R.R. Merliss. The Stutterer.
Originally in : Astounding, 1955.
The anthology opens with a story, the theme of which holds up well some fifty years later. Interestingly the illustrator of a German translation (‘The War Robot’) was prescient in his drawing of a Terminator-like android. Full Best SF Review here.
Avram Davidson. The Golem.
Originally in : The Magazine of Fantasy and Science Fiction, March 1955.
A sweet little story in which an elderly, retired Jewish couple sitting on their porch are paid a visit by a Golem hell-bent on world domination. Full Best SF Review here.
Robert Abernathy. Junior.
Originally in : Galaxy Magazine, January 1956.
As with the preceding story, a short, gentle amusing tale. A troublesome teen decides that he wants more from life than putting roots down with a nice girl. (Oh, and he’s an alien). Full Best SF Review here.

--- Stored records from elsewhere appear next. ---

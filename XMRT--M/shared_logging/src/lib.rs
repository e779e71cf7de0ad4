#![deny(
    clippy::all,
    clippy::pedantic,
    clippy::nursery,
    missing_docs,
    rust_2018_idioms
)]

//! Structured logging shared by the coordination crates.
//!
//! Two sinks live here: an append-only JSON-lines file used for cycle audit
//! trails, and the process-wide `tracing` subscriber installed by binaries.

use std::{
    fs::{self, File},
    io::Write,
    path::{Path, PathBuf},
};

use anyhow::{anyhow, Result};
use chrono::{DateTime, Utc};
use parking_lot::Mutex;
use serde::{Deserialize, Serialize};
use tracing_subscriber::EnvFilter;

/// Log severity level.
#[derive(Debug, Clone, Copy, Serialize, Deserialize, PartialEq, Eq, PartialOrd, Ord)]
#[serde(rename_all = "UPPERCASE")]
pub enum LogLevel {
    /// Debug information.
    Debug,
    /// Informational events.
    Info,
    /// Warning indicator.
    Warn,
    /// Error indicator.
    Error,
}

/// Structured audit record written as one JSON line.
#[derive(Debug, Clone, Serialize, Deserialize)]
pub struct LogRecord {
    /// Timestamp in ISO8601.
    pub timestamp: DateTime<Utc>,
    /// Component emitting the record (e.g. `autonomy.scheduler`).
    pub module: String,
    /// Severity.
    pub level: LogLevel,
    /// Stable, dot-separated message key.
    pub message: String,
    /// Arbitrary JSON fields.
    #[serde(default, skip_serializing_if = "serde_json::Map::is_empty")]
    pub metadata: serde_json::Map<String, serde_json::Value>,
}

impl LogRecord {
    /// Creates a record stamped with the current time.
    #[must_use]
    pub fn new(module: impl Into<String>, level: LogLevel, message: impl Into<String>) -> Self {
        Self {
            timestamp: Utc::now(),
            module: module.into(),
            level,
            message: message.into(),
            metadata: serde_json::Map::new(),
        }
    }

    /// Adds a metadata field.
    #[must_use]
    pub fn with_field(mut self, key: impl Into<String>, value: serde_json::Value) -> Self {
        self.metadata.insert(key.into(), value);
        self
    }
}

/// Thread-safe JSON-lines logger with append-only semantics.
#[derive(Debug)]
pub struct JsonLogger {
    path: PathBuf,
    writer: Mutex<File>,
}

impl JsonLogger {
    /// Creates or opens a logger at the desired path, creating parent directories.
    pub fn new(path: impl AsRef<Path>) -> Result<Self> {
        let path = path.as_ref().to_path_buf();
        if let Some(parent) = path.parent() {
            fs::create_dir_all(parent)?;
        }
        let file = fs::OpenOptions::new()
            .create(true)
            .append(true)
            .open(&path)?;
        Ok(Self {
            path,
            writer: Mutex::new(file),
        })
    }

    /// Writes a record as a single JSON line and flushes it.
    pub fn log(&self, record: &LogRecord) -> Result<()> {
        let mut line = serde_json::to_vec(record)?;
        line.push(b'\n');
        let mut writer = self.writer.lock();
        writer.write_all(&line)?;
        writer.flush()?;
        Ok(())
    }

    /// Returns the underlying file path.
    #[must_use]
    pub fn path(&self) -> &Path {
        &self.path
    }
}

/// Output format for the process-wide tracing subscriber.
#[derive(Debug, Clone, Copy, PartialEq, Eq, Default)]
pub enum TracingFormat {
    /// Human readable, single line per event.
    #[default]
    Compact,
    /// One JSON object per event.
    Json,
}

/// Installs the global `tracing` subscriber.
///
/// `RUST_LOG` takes precedence over `default_filter` when set. Fails if a
/// global subscriber is already installed.
pub fn init_tracing(default_filter: &str, format: TracingFormat) -> Result<()> {
    let filter =
        EnvFilter::try_from_default_env().or_else(|_| EnvFilter::try_new(default_filter))?;
    let builder = tracing_subscriber::fmt()
        .with_env_filter(filter)
        .with_target(true);
    let installed = match format {
        TracingFormat::Compact => builder.compact().try_init(),
        TracingFormat::Json => builder.json().try_init(),
    };
    installed.map_err(|err| anyhow!("failed to install tracing subscriber: {err}"))
}

#[cfg(test)]
mod tests {
    use super::*;
    use tempfile::tempdir;

    #[test]
    fn writes_json_lines() {
        let dir = tempdir().unwrap();
        let logger = JsonLogger::new(dir.path().join("nested/audit.log")).unwrap();
        logger
            .log(&LogRecord::new("scheduler", LogLevel::Info, "cycle.closed"))
            .unwrap();
        logger
            .log(
                &LogRecord::new("scheduler", LogLevel::Warn, "store.degraded")
                    .with_field("agent", serde_json::json!("treasury")),
            )
            .unwrap();
        let content = fs::read_to_string(logger.path()).unwrap();
        let lines: Vec<&str> = content.lines().collect();
        assert_eq!(lines.len(), 2);
        let second: LogRecord = serde_json::from_str(lines[1]).unwrap();
        assert_eq!(second.level, LogLevel::Warn);
        assert_eq!(second.metadata["agent"], "treasury");
    }

    #[test]
    fn empty_metadata_is_omitted() {
        let record = LogRecord::new("fusion", LogLevel::Debug, "noop");
        let encoded = serde_json::to_string(&record).unwrap();
        assert!(!encoded.contains("metadata"));
        assert!(encoded.contains("\"level\":\"DEBUG\""));
    }
}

James E. Gunn. The Cave of Night.
Originally in : Galaxy Magazine, February 1955.
After two shorter stories, lighter in tone, an altogether more serious tone, as Gunn foreshadows the drama of Apollo 13 and the ‘fake Moon landing’ conspiracy theorists with a story that holds up well. Full Best SF Review here.

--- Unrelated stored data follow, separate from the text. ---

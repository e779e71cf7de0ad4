//! Multi-criteria action selection with an optional, bounded reflection loop.

/// Context adjustments derived from retrieved memories.
pub mod reflection;
/// Criteria weights, candidates, and scoring.
pub mod scoring;

use std::{fmt, sync::Arc, time::Duration};

use serde::{Deserialize, Serialize};
use serde_json::json;
use shared_logging::LogLevel;
use tracing::{debug, warn};
use xmrt_memory_data::KnowledgeRetriever;

use crate::{
    module::{ActionKind, AutonomyError},
    state::AgentState,
    telemetry::AutonomyTelemetry,
};
use reflection::context_adjustment;
use scoring::{rank_scored, score_candidate, ActionCandidate, CriteriaWeights, ScoredCandidate};

/// Rationale key carrying the reflection adjustment.
pub const REFLECTION_CRITERION: &str = "reflection";

/// States a single decision moves through.
#[derive(Debug, Clone, Copy, PartialEq, Eq, Serialize, Deserialize)]
#[serde(rename_all = "snake_case")]
pub enum DecisionPhase {
    /// Nothing evaluated yet.
    Idle,
    /// Base scores computed.
    Scoring,
    /// Re-scoring the leaders with retrieved context.
    Reflecting,
    /// Choice made.
    Committed,
}

/// Why the default action was chosen instead of a scored one.
#[derive(Debug, Clone, Copy, PartialEq, Eq, Serialize, Deserialize)]
#[serde(rename_all = "snake_case")]
pub enum FallbackReason {
    /// Agent state could not be loaded.
    DegradedState,
    /// The component offers no candidates.
    NoCandidates,
    /// A candidate scored NaN or infinity.
    NonFiniteScore,
}

/// Tunables for [`DecisionEngine`].
#[derive(Debug, Clone, PartialEq)]
pub struct DecisionConfig {
    /// Criterion weights.
    pub weights: CriteriaWeights,
    /// Maximum reflection passes; zero disables reflection.
    pub reflection_budget: u32,
    /// How many leaders are re-scored per pass.
    pub reflection_top_k: usize,
    /// Scale applied to the retrieved outcome signal.
    pub reflection_weight: f64,
    /// Memories retrieved per candidate.
    pub retrieval_limit: usize,
    /// Budget for each retriever call.
    pub call_timeout: Duration,
}

impl Default for DecisionConfig {
    fn default() -> Self {
        Self {
            weights: CriteriaWeights::default(),
            reflection_budget: 1,
            reflection_top_k: 3,
            reflection_weight: 0.25,
            retrieval_limit: 8,
            call_timeout: Duration::from_secs(5),
        }
    }
}

impl DecisionConfig {
    /// Rejects settings the engine cannot honour.
    pub fn validate(&self) -> Result<(), AutonomyError> {
        self.weights.validate()?;
        if !self.reflection_weight.is_finite() {
            return Err(AutonomyError::InvalidInput(
                "reflection weight must be finite".to_string(),
            ));
        }
        if self.reflection_budget > 0 && self.reflection_top_k == 0 {
            return Err(AutonomyError::InvalidInput(
                "reflection_top_k must be positive when reflection is enabled".to_string(),
            ));
        }
        Ok(())
    }
}

/// What a decision is made from.
#[derive(Debug, Clone, Copy)]
pub struct DecisionInput<'a> {
    /// Current agent state; `None` when it could not be loaded.
    pub state: Option<&'a AgentState>,
    /// Candidates in insertion order.
    pub candidates: &'a [ActionCandidate],
    /// Taken whenever scoring cannot proceed.
    pub default_action: &'a ActionKind,
}

/// A committed choice.
#[derive(Debug, Clone, PartialEq, Serialize, Deserialize)]
pub struct Decision {
    /// Chosen action.
    pub chosen: ScoredCandidate,
    /// Final ranking, best first. Empty on fallback.
    pub ranking: Vec<ScoredCandidate>,
    /// Phases visited, in order.
    pub phases: Vec<DecisionPhase>,
    /// Completed reflection passes.
    pub reflection_passes: u32,
    /// Set when the default action was taken.
    pub fallback: Option<FallbackReason>,
}

impl Decision {
    fn defaulted(default_action: &ActionKind, mut phases: Vec<DecisionPhase>, reason: FallbackReason) -> Self {
        phases.push(DecisionPhase::Committed);
        Self {
            chosen: ScoredCandidate {
                index: 0,
                candidate: ActionCandidate::from_kind(default_action.clone()),
                score: 0.0,
                rationale: std::collections::BTreeMap::new(),
            },
            ranking: Vec::new(),
            phases,
            reflection_passes: 0,
            fallback: Some(reason),
        }
    }

    /// Whether the default action was taken.
    #[must_use]
    pub const fn is_fallback(&self) -> bool {
        self.fallback.is_some()
    }
}

/// Scores candidates and commits to one. Never fails.
#[derive(Clone)]
pub struct DecisionEngine {
    config: DecisionConfig,
    retriever: Option<Arc<dyn KnowledgeRetriever>>,
    telemetry: Option<AutonomyTelemetry>,
}

impl fmt::Debug for DecisionEngine {
    fn fmt(&self, f: &mut fmt::Formatter<'_>) -> fmt::Result {
        f.debug_struct("DecisionEngine")
            .field("config", &self.config)
            .field("retriever", &self.retriever.is_some())
            .finish_non_exhaustive()
    }
}

impl DecisionEngine {
    /// Engine without a retriever; reflection is skipped until one is attached.
    #[must_use]
    pub const fn new(config: DecisionConfig) -> Self {
        Self {
            config,
            retriever: None,
            telemetry: None,
        }
    }

    /// Attaches the knowledge retriever used during reflection.
    #[must_use]
    pub fn with_retriever(mut self, retriever: Arc<dyn KnowledgeRetriever>) -> Self {
        self.retriever = Some(retriever);
        self
    }

    /// Attaches telemetry sinks.
    #[must_use]
    pub fn with_telemetry(mut self, telemetry: AutonomyTelemetry) -> Self {
        self.telemetry = Some(telemetry);
        self
    }

    /// Current configuration.
    #[must_use]
    pub const fn config(&self) -> &DecisionConfig {
        &self.config
    }

    /// Picks an action for `input`.
    pub async fn decide(&self, input: DecisionInput<'_>) -> Decision {
        let mut phases = vec![DecisionPhase::Idle];
        let Some(state) = input.state else {
            return self.commit(Decision::defaulted(input.default_action, phases, FallbackReason::DegradedState));
        };
        if input.candidates.is_empty() {
            return self.commit(Decision::defaulted(input.default_action, phases, FallbackReason::NoCandidates));
        }

        phases.push(DecisionPhase::Scoring);
        let base: Vec<ScoredCandidate> = input
            .candidates
            .iter()
            .enumerate()
            .map(|(index, candidate)| {
                score_candidate(&self.config.weights, index, candidate, state.autonomy_level)
            })
            .collect();
        if base.iter().any(|s| !s.score.is_finite()) {
            return self.commit(Decision::defaulted(input.default_action, phases, FallbackReason::NonFiniteScore));
        }
        let mut ranking = base.clone();
        rank_scored(&mut ranking);

        let mut passes = 0;
        if let Some(retriever) = self.retriever.as_ref().filter(|_| self.config.reflection_budget > 0) {
            phases.push(DecisionPhase::Reflecting);
            while passes < self.config.reflection_budget {
                let Some(next) = self.reflect(retriever.as_ref(), &base, &ranking).await else {
                    break;
                };
                passes += 1;
                let unchanged = next.iter().map(|s| s.index).eq(ranking.iter().map(|s| s.index));
                ranking = next;
                if unchanged {
                    break;
                }
            }
        }

        phases.push(DecisionPhase::Committed);
        let chosen = ranking[0].clone();
        self.commit(Decision {
            chosen,
            ranking,
            phases,
            reflection_passes: passes,
            fallback: None,
        })
    }

    /// One pass over the current leaders. `None` when the pass could not
    /// complete; partial adjustments are discarded.
    async fn reflect(
        &self,
        retriever: &dyn KnowledgeRetriever,
        base: &[ScoredCandidate],
        ranking: &[ScoredCandidate],
    ) -> Option<Vec<ScoredCandidate>> {
        let mut adjustments = Vec::new();
        for leader in ranking.iter().take(self.config.reflection_top_k) {
            let topic = leader.candidate.kind.topic();
            let query = retriever.query(&topic, self.config.retrieval_limit);
            match tokio::time::timeout(self.config.call_timeout, query).await {
                Ok(Ok(memories)) => adjustments.push((
                    leader.index,
                    context_adjustment(&memories, self.config.reflection_weight),
                )),
                Ok(Err(err)) => {
                    warn!(%topic, error = %err, "knowledge retrieval failed; ending reflection");
                    return None;
                }
                Err(_) => {
                    warn!(%topic, timeout = ?self.config.call_timeout, "knowledge retrieval timed out; ending reflection");
                    return None;
                }
            }
        }

        let mut next = ranking.to_vec();
        for (index, adjustment) in adjustments {
            let Some(slot) = next.iter_mut().find(|s| s.index == index) else {
                continue;
            };
            let origin = &base[index];
            slot.score = origin.score + adjustment.unwrap_or(0.0);
            slot.rationale = origin.rationale.clone();
            if let Some(value) = adjustment {
                slot.rationale.insert(REFLECTION_CRITERION.to_string(), value);
            }
        }
        if next.iter().any(|s| !s.score.is_finite()) {
            warn!("reflection produced a non-finite score; keeping previous ranking");
            return None;
        }
        rank_scored(&mut next);
        Some(next)
    }

    fn commit(&self, decision: Decision) -> Decision {
        debug!(
            action = %decision.chosen.candidate.kind,
            score = decision.chosen.score,
            passes = decision.reflection_passes,
            fallback = ?decision.fallback,
            "decision committed"
        );
        if let Some(tel) = &self.telemetry {
            if let Err(err) = tel.log(
                LogLevel::Debug,
                "autonomy.decision.committed",
                json!({
                    "action": decision.chosen.candidate.kind.to_string(),
                    "score": decision.chosen.score,
                    "reflection_passes": decision.reflection_passes,
                    "fallback": decision.fallback,
                }),
            ) {
                warn!(error = %err, "audit log write failed");
            }
        }
        decision
    }
}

Walter M. Miller Jr. The Hoofer.
Originally in : Fantastic Universe, September 1955.
A spacer is back on Earth, having completed a seventh, and final mission, supposedly to turn his back on space and to settle with his wife and child. A sobering tale, with some great writing. Full Best SF Review here.

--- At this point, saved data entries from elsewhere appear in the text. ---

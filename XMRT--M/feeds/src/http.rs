use std::time::Duration;

use reqwest::Client;
use serde::de::DeserializeOwned;

use crate::error::FeedError;

pub const USER_AGENT: &str = concat!("xmrt-coordinator/", env!("CARGO_PKG_VERSION"));

pub fn build_client() -> Result<Client, FeedError> {
    Client::builder()
        .user_agent(USER_AGENT)
        .build()
        .map_err(|err| FeedError::Transport(format!("building http client: {err}")))
}

/// GETs `url` and decodes the JSON body, bounded by `timeout` end to end.
pub async fn fetch_json<T>(
    client: &Client,
    target: &str,
    url: &str,
    timeout: Duration,
) -> Result<T, FeedError>
where
    T: DeserializeOwned,
{
    let classify = |err: reqwest::Error| FeedError::from_reqwest(target, timeout, &err);
    let body = async {
        let response = client
            .get(url)
            .timeout(timeout)
            .send()
            .await
            .map_err(classify)?
            .error_for_status()
            .map_err(classify)?;
        response.bytes().await.map_err(classify)
    };
    let bytes = tokio::time::timeout(timeout, body)
        .await
        .map_err(|_| FeedError::Timeout {
            target: target.to_string(),
            elapsed: timeout,
        })??;
    serde_json::from_slice(&bytes).map_err(|err| FeedError::Decode(format!("{target}: {err}")))
}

Theodore Sturgeon. Bulkhead.
Originally in : Galaxy Science Fiction, March 1955 (titled ‘Who?’)
The two titles, ‘Who?’ and ‘Bulkhead’ get to the crux of the story. The protagonist is a space cadet who wants to be a starship captain, and this requires him to go on a solo Long Haul space trip to prove his mettle. An intense story with a doozy of an ending. Full Best SF Review here.
Mark Clifton. Sense From Thought Divide.
Astounding Science Fiction, March 1955.
A mildly amusing tale of psi, swamis, scientific frameworks and anti-gravity. Rather longer than it really needed to be, and probably made more sense back in the 50s when psychic abilities had evidently not yet been fully debunked. (No Full Best SF Review, that’s it..)
Zenna Henderson. Pottage.
Originally in The Magazine of Fantasy and Science Fiction, September 1955.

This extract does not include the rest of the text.